By the time Spee withdrew his ships, large portions of the town had been destroyed. Two entire blocks of Papeete had burnt to the ground before the fires were finally put out. A copra store, a market, and several other buildings and residences were among those destroyed by the shellfire and resulting inferno. While the majority of Papeete's civilians fled to the interior of the island as soon as the fighting began, a Japanese civilian and a Polynesian boy were both killed by German shellfire. Although the two French vessels in the harbor had been sunk, there were no military casualties on either side and the German vessels took no damage. Overall, the bombardment was estimated in 1915 to have caused over 2 million francs' worth of property damage, some of which was recouped through the seizure of a German store on the island. In addition to the seizure of their property, several local Germans were interned and forced to repair the damage Spee's squadron had caused. Perhaps the most lasting effect of the bombardment on the French was the dramatic fall of copra prices in the region, as local suppliers had previously sold a majority of their produce to German merchants in the area who were now interned. Further havoc and distress spread throughout the island 18 days after Spee's squadron had left when rumors started to spread that a second German bombardment was about to begin.

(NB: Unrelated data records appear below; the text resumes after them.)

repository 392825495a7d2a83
use chrono::Utc;
use jsonwebtoken::decode;
use jsonwebtoken::Algorithm;
use jsonwebtoken::DecodingKey;
use jsonwebtoken::Validation;

use super::claims::Claims;
use super::errors::JwtError;

const BEARER_PREFIX: &str = "Bearer ";

/// Verifies bearer access tokens with an RSA public key (RS256).
///
/// Performs no I/O and holds only immutable state, so a single instance can be
/// shared across all request handlers. Expiry is a hard rejection: this type never
/// re-issues or extends a token.
pub struct TokenValidator {
    decoding_key: DecodingKey,
    validation: Validation,
}

impl TokenValidator {
    /// Create a validator from a PEM encoded RSA public key.
    ///
    /// # Errors
    /// * `InvalidKey` - Bytes are not a PEM RSA public key
    pub fn from_rsa_pem(public_key_pem: &[u8]) -> Result<Self, JwtError> {
        let decoding_key = DecodingKey::from_rsa_pem(public_key_pem)
            .map_err(|e| JwtError::InvalidKey(e.to_string()))?;

        let mut validation = Validation::new(Algorithm::RS256);
        // Expiry is checked against the caller's clock in `validate_at`.
        validation.validate_exp = false;
        validation.leeway = 0;
        validation.set_required_spec_claims(&["exp"]);

        Ok(Self {
            decoding_key,
            validation,
        })
    }

    /// Validate an `Authorization` header value.
    ///
    /// # Arguments
    /// * `authorization` - Header value, expected as `Bearer <token>`
    ///
    /// # Returns
    /// Claims of the verified, unexpired token
    ///
    /// # Errors
    /// * `MissingBearer` - Value does not start with `Bearer `
    /// * `InvalidToken` - Token is malformed or its signature does not verify
    /// * `TokenExpired` - Token expiry is in the past
    pub fn validate(&self, authorization: &str) -> Result<Claims, JwtError> {
        self.validate_at(authorization, Utc::now().timestamp())
    }

    /// Validate an `Authorization` header value against an explicit clock.
    pub fn validate_at(&self, authorization: &str, now: i64) -> Result<Claims, JwtError> {
        let token = authorization
            .strip_prefix(BEARER_PREFIX)
            .ok_or(JwtError::MissingBearer)?;

        let claims = self.decode(token)?;

        if claims.is_expired(now) {
            return Err(JwtError::TokenExpired);
        }

        Ok(claims)
    }

    /// Verify the signature of a raw token and decode its claims.
    ///
    /// Does not check expiry.
    ///
    /// # Errors
    /// * `InvalidToken` - Token is malformed or its signature does not verify
    pub fn decode(&self, token: &str) -> Result<Claims, JwtError> {
        decode::<Claims>(token, &self.decoding_key, &self.validation)
            .map(|token_data| token_data.claims)
            .map_err(|e| JwtError::InvalidToken(e.to_string()))
    }
}
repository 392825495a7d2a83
pub mod repositories;
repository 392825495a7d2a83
mod common;

use std::sync::Arc;

use auth::JwtSigner;
use auth::PasswordHasher;
use chrono::Duration;
use common::PRIVATE_KEY;
use credential_service::credential::errors::CredentialError;
use credential_service::credential::issuer::TokenIssuer;
use credential_service::credential::models::BootstrapUser;
use credential_service::credential::models::Password;
use credential_service::credential::models::UserId;
use credential_service::credential::ports::CredentialServicePort;
use credential_service::credential::ports::CredentialStore;
use credential_service::credential::service::CredentialService;
use credential_service::repositories::InMemoryCredentialStore;
use credential_service::repositories::SqliteCredentialStore;
use sqlx::sqlite::SqlitePoolOptions;
use uuid::Uuid;

fn hasher() -> PasswordHasher {
    PasswordHasher::with_params(8, 1, 1).unwrap()
}

fn service(refresh_ttl: Duration) -> Arc<CredentialService<InMemoryCredentialStore>> {
    service_with_store(
        Arc::new(InMemoryCredentialStore::new(hasher())),
        refresh_ttl,
    )
}

fn service_with_store<S: CredentialStore>(
    store: Arc<S>,
    refresh_ttl: Duration,
) -> Arc<CredentialService<S>> {
    let signer = JwtSigner::from_rsa_pem(PRIVATE_KEY).unwrap();
    let issuer = TokenIssuer::new(
        Arc::clone(&store),
        signer,
        Duration::minutes(5),
        refresh_ttl,
    );
    Arc::new(CredentialService::new(store, issuer, hasher()))
}

fn password(value: &str) -> Password {
    Password::new(value.to_string()).unwrap()
}

#[tokio::test(flavor = "multi_thread", worker_threads = 4)]
async fn test_concurrent_refresh_has_single_winner() {
    let service = service(Duration::minutes(10));
    let id = UserId::new();
    service.create_user(&id, &password("pw1")).await.unwrap();
    let tokens = service.login_user(&id, &password("pw1")).await.unwrap();

    let handles: Vec<_> = (0..8)
        .map(|_| {
            let service = Arc::clone(&service);
            let presented = tokens.refresh_token.clone();
            tokio::spawn(async move { service.refresh_token(&id, &presented).await })
        })
        .collect();

    let mut winners = Vec::new();
    for handle in handles {
        match handle.await.unwrap() {
            Ok(response) => winners.push(response),
            Err(e) => assert_eq!(e, CredentialError::Unauthorized),
        }
    }

    assert_eq!(winners.len(), 1);

    // Only the winner's token is current
    let winner = &winners[0];
    assert!(service.refresh_token(&id, &winner.refresh_token).await.is_ok());
}

#[tokio::test(flavor = "multi_thread", worker_threads = 4)]
async fn test_concurrent_refresh_has_single_winner_on_sqlite() {
    let path = std::env::temp_dir().join(format!("credentials-{}.db", Uuid::new_v4()));
    let pool = SqlitePoolOptions::new()
        .max_connections(5)
        .connect(&format!("sqlite://{}?mode=rwc", path.display()))
        .await
        .expect("Failed to open SQLite database");
    sqlx::migrate!("./migrations/sqlite")
        .run(&pool)
        .await
        .expect("Failed to run migrations");

    let store = Arc::new(SqliteCredentialStore::new(pool.clone(), hasher()));
    let service = service_with_store(store, Duration::minutes(10));

    let id = UserId::new();
    service.create_user(&id, &password("pw1")).await.unwrap();

    for _ in 0..30 {
        let tokens = service.login_user(&id, &password("pw1")).await.unwrap();

        let handles: Vec<_> = (0..8)
            .map(|_| {
                let service = Arc::clone(&service);
                let presented = tokens.refresh_token.clone();
                tokio::spawn(async move { service.refresh_token(&id, &presented).await })
            })
            .collect();

        let mut winners = 0;
        for handle in handles {
            match handle.await.unwrap() {
                Ok(_) => winners += 1,
                Err(e) => assert_eq!(e, CredentialError::Unauthorized),
            }
        }
        assert_eq!(winners, 1);
    }

    pool.close().await;
    let _ = std::fs::remove_file(&path);
}

#[tokio::test]
async fn test_zero_ttl_refresh_token_is_unusable() {
    let service = service(Duration::zero());
    let id = UserId::new();
    service.create_user(&id, &password("pw1")).await.unwrap();
    let tokens = service.login_user(&id, &password("pw1")).await.unwrap();

    assert_eq!(
        service.refresh_token(&id, &tokens.refresh_token).await,
        Err(CredentialError::Unauthorized)
    );
}

#[tokio::test]
async fn test_bootstrap_is_repeatable() {
    let service = service(Duration::minutes(10));
    let kept = UserId::new();
    let dropped = UserId::new();

    let users = vec![
        BootstrapUser {
            id: kept,
            password: password("someSecretPassword"),
        },
        BootstrapUser {
            id: dropped,
            password: password("someOtherPassword"),
        },
    ];
    service.bootstrap(&users).await.unwrap();
    service.bootstrap(&users).await.unwrap();

    service.bootstrap(&users[..1]).await.unwrap();

    assert!(service
        .login_user(&kept, &password("someSecretPassword"))
        .await
        .is_ok());
    assert_eq!(
        service
            .login_user(&dropped, &password("someOtherPassword"))
            .await,
        Err(CredentialError::Unauthorized)
    );
}

#[tokio::test]
async fn test_bootstrap_does_not_touch_regular_identities() {
    let service = service(Duration::minutes(10));
    let regular = UserId::new();
    service.create_user(&regular, &password("pw1")).await.unwrap();

    service.bootstrap(&[]).await.unwrap();

    assert!(service.login_user(&regular, &password("pw1")).await.is_ok());
}

#[tokio::test]
async fn test_bootstrap_conflict_aborts() {
    let service = service(Duration::minutes(10));
    let id = UserId::new();
    service.create_user(&id, &password("pw1")).await.unwrap();

    let users = vec![BootstrapUser {
        id,
        password: password("different"),
    }];

    assert_eq!(
        service.bootstrap(&users).await,
        Err(CredentialError::Conflict)
    );
}
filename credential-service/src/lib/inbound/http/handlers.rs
use axum::http::StatusCode;
use axum::response::IntoResponse;
use axum::response::Response;
use axum::Json;
use serde::Deserialize;
use serde::Serialize;

use crate::credential::errors::CredentialError;
use crate::credential::errors::PasswordValidationError;
use crate::credential::errors::UserIdError;
use crate::credential::models::Password;
use crate::credential::models::UserId;
use crate::inbound::http::middleware::AuthenticatedUser;

pub mod create_user;
pub mod create_user_id;
pub mod delete_user;
pub mod login_user;
pub mod refresh_token;
pub mod update_password;

const UNAUTHORIZED_MESSAGE: &str = "Unauthorized";
const INTERNAL_MESSAGE: &str = "Internal server error";

#[derive(Debug, Clone, PartialEq, Eq)]
pub enum ApiError {
    InternalServerError(String),
    UnprocessableEntity(String),
    BadRequest(String),
    Conflict(String),
    Unauthorized,
}

impl IntoResponse for ApiError {
    fn into_response(self) -> Response {
        let (status, message) = match self {
            ApiError::InternalServerError(detail) => {
                tracing::error!(error = %detail, "Request failed with internal error");
                (StatusCode::INTERNAL_SERVER_ERROR, INTERNAL_MESSAGE.to_string())
            }
            ApiError::UnprocessableEntity(msg) => (StatusCode::UNPROCESSABLE_ENTITY, msg),
            ApiError::BadRequest(msg) => (StatusCode::BAD_REQUEST, msg),
            ApiError::Conflict(msg) => (StatusCode::CONFLICT, msg),
            ApiError::Unauthorized => (StatusCode::UNAUTHORIZED, UNAUTHORIZED_MESSAGE.to_string()),
        };

        (status, Json(ApiResponseBody::new_error(status, message))).into_response()
    }
}

impl From<CredentialError> for ApiError {
    fn from(err: CredentialError) -> Self {
        match err {
            CredentialError::Conflict => ApiError::Conflict(err.to_string()),
            CredentialError::Unauthorized => ApiError::Unauthorized,
            CredentialError::Internal(detail) => ApiError::InternalServerError(detail),
        }
    }
}

impl From<UserIdError> for ApiError {
    fn from(err: UserIdError) -> Self {
        ApiError::BadRequest(err.to_string())
    }
}

impl From<PasswordValidationError> for ApiError {
    fn from(err: PasswordValidationError) -> Self {
        ApiError::UnprocessableEntity(err.to_string())
    }
}

#[derive(Debug, Clone, PartialEq, Eq, Serialize)]
pub struct ApiResponseBody<T: Serialize + PartialEq> {
    status_code: u16,
    data: T,
}

impl ApiResponseBody<ApiErrorData> {
    pub fn new_error(status_code: StatusCode, message: String) -> Self {
        Self {
            status_code: status_code.as_u16(),
            data: ApiErrorData { message },
        }
    }
}

#[derive(Debug, Clone, PartialEq, Eq, Serialize)]
pub struct ApiErrorData {
    pub message: String,
}

/// Request body shared by create, login and password update.
#[derive(Debug, Clone, PartialEq, Eq, Deserialize)]
pub struct PasswordRequestBody {
    password: String,
}

impl PasswordRequestBody {
    fn try_into_password(self) -> Result<Password, ApiError> {
        Ok(Password::new(self.password)?)
    }
}

fn parse_user_id(id: &str) -> Result<UserId, ApiError> {
    Ok(UserId::from_string(id)?)
}

/// Bearer-protected routes may only act on the identity named in the token.
fn authorize(caller: &AuthenticatedUser, id: &UserId) -> Result<(), ApiError> {
    if caller.user_id != *id {
        tracing::warn!(
            caller = %caller.user_id,
            target = %id,
            "Token does not belong to the target identity"
        );
        return Err(ApiError::Unauthorized);
    }
    Ok(())
}

#[cfg(test)]
mod tests {
    use super::*;

    #[test]
    fn test_credential_error_mapping() {
        assert_eq!(
            ApiError::from(CredentialError::Unauthorized),
            ApiError::Unauthorized
        );
        assert!(matches!(
            ApiError::from(CredentialError::Conflict),
            ApiError::Conflict(_)
        ));
        assert_eq!(
            ApiError::from(CredentialError::Internal("disk full".to_string())),
            ApiError::InternalServerError("disk full".to_string())
        );
    }

    #[test]
    fn test_internal_error_hides_detail() {
        let response = ApiError::InternalServerError("disk full".to_string()).into_response();
        assert_eq!(response.status(), StatusCode::INTERNAL_SERVER_ERROR);
    }

    #[test]
    fn test_authorize() {
        let id = UserId::new();
        let caller = AuthenticatedUser { user_id: id };

        assert!(authorize(&caller, &id).is_ok());
        assert_eq!(
            authorize(&caller, &UserId::new()),
            Err(ApiError::Unauthorized)
        );
    }

    #[test]
    fn test_parse_user_id() {
        assert!(parse_user_id("5cc3621d-e5ac-4d81-93df-462b27e0cc2b").is_ok());
        assert!(matches!(
            parse_user_id("nope"),
            Err(ApiError::BadRequest(_))
        ));
    }
}
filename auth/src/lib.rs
//! Credential primitives library
//!
//! Provides the I/O free building blocks of the credential service:
//! - Salted password digests (Argon2id)
//! - RS256 access token signing and bearer validation
//! - Random salts and opaque refresh tokens
//! - The token pair wire format shared with `auth-client`
//!
//! Persistence and orchestration live in the service; this crate never touches storage.
//!
//! # Examples
//!
//! ## Password Hashing
//! ```
//! use auth::PasswordHasher;
//!
//! let hasher = PasswordHasher::new();
//! let salt = hasher.new_salt();
//! let digest = hasher.hash("my_password", &salt).unwrap();
//! assert!(hasher.verify("my_password", &salt, &digest).unwrap());
//! ```
//!
//! ## Bearer Tokens
//! ```no_run
//! use auth::{Claims, JwtSigner, TokenValidator};
//!
//! let signer = JwtSigner::from_rsa_pem(&std::fs::read("jwtRS256.key").unwrap()).unwrap();
//! let validator =
//!     TokenValidator::from_rsa_pem(&std::fs::read("jwtRS256.key.pub").unwrap()).unwrap();
//!
//! let claims = Claims::new(uuid::Uuid::new_v4(), chrono::Utc::now().timestamp() + 300);
//! let token = signer.sign(&claims).unwrap();
//! let decoded = validator.validate(&format!("Bearer {}", token)).unwrap();
//! assert_eq!(decoded, claims);
//! ```

pub mod jwt;
pub mod password;
pub mod random;
pub mod token;

// Re-export commonly used items
pub use jwt::Claims;
pub use jwt::JwtError;
pub use jwt::JwtSigner;
pub use jwt::TokenValidator;
pub use password::PasswordError;
pub use password::PasswordHasher;
pub use token::TokenResponse;
pub mod credential;
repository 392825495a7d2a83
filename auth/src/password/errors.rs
use thiserror::Error;

/// Error type for password operations.
#[derive(Debug, Clone, Error)]
pub enum PasswordError {
    #[error("Invalid salt: {0}")]
    InvalidSalt(String),

    #[error("Invalid hashing parameters: {0}")]
    InvalidParameters(String),

    #[error("Password hashing failed: {0}")]
    HashingFailed(String),
}
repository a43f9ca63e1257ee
use grid_util::point::Point;

use crate::solver::GridSolver;

/// A* solver: weighted Euclidean distance between cell indices as the
/// cost-to-go estimate. With the default weight of 1.0 the estimate never
/// exceeds the true remaining cost under the {1, √2} move costs, so returned
/// paths are optimal; larger weights trade optimality for fewer expansions.
#[derive(Clone, Debug)]
pub struct AstarSolver {
    pub heuristic_weight: f64,
    pub component_precheck: bool,
    pub max_expansions: Option<usize>,
}

impl AstarSolver {
    pub fn new() -> AstarSolver {
        AstarSolver {
            heuristic_weight: 1.0,
            component_precheck: true,
            max_expansions: None,
        }
    }

    /// Same solver with an inflated heuristic weight.
    pub fn with_weight(heuristic_weight: f64) -> AstarSolver {
        AstarSolver {
            heuristic_weight,
            ..AstarSolver::new()
        }
    }
}

impl Default for AstarSolver {
    fn default() -> AstarSolver {
        AstarSolver::new()
    }
}

impl GridSolver for AstarSolver {
    fn heuristic(&self, cell: &Point, goal: &Point) -> f64 {
        let dx = (cell.x - goal.x) as f64;
        let dy = (cell.y - goal.y) as f64;
        self.heuristic_weight * dx.hypot(dy)
    }

    fn component_precheck(&self) -> bool {
        self.component_precheck
    }

    fn expansion_limit(&self) -> Option<usize> {
        self.max_expansions
    }
}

After withdrawing, Scharnhorst and Gneisenau rendezvoused with Nürnberg and Titania at Nuku Hiva, where they resupplied and their crews took shore leave before moving on to meet the rest of the squadron at Easter Island. Although the Germans had destroyed the shipping at Papeete and wreaked havoc in the town, they had been denied their primary objective of seizing the French coal piles and replenishing their own stocks. Spee's raid allowed the British Admiralty to receive word on his position and heading, allowing them to inform Rear Admiral Christopher Cradock of the German intentions thus leading to the Battle of Coronel. Another effect was the reduction of ammunition available to the two German cruisers. The hundreds of shells fired by Spee's ships at Papeete were irreplaceable. The depletion of ammunition as a result of the action at Papeete contributed to the German East Asia Squadron's failure to adequately defend itself at the Battle of the Falkland Islands against British battlecruisers. Lieutenant Destremau was chastised by his misinformed superior officer for his actions during the defense of Papeete and for the loss of the gunboat Zélée. He was summoned back to Toulon under arrest to be court-martialled but died of illness in 1915 before the trial. In 1918, Destremau was finally recognized for his actions at Papeete and was posthumously awarded the Légion d'honneur.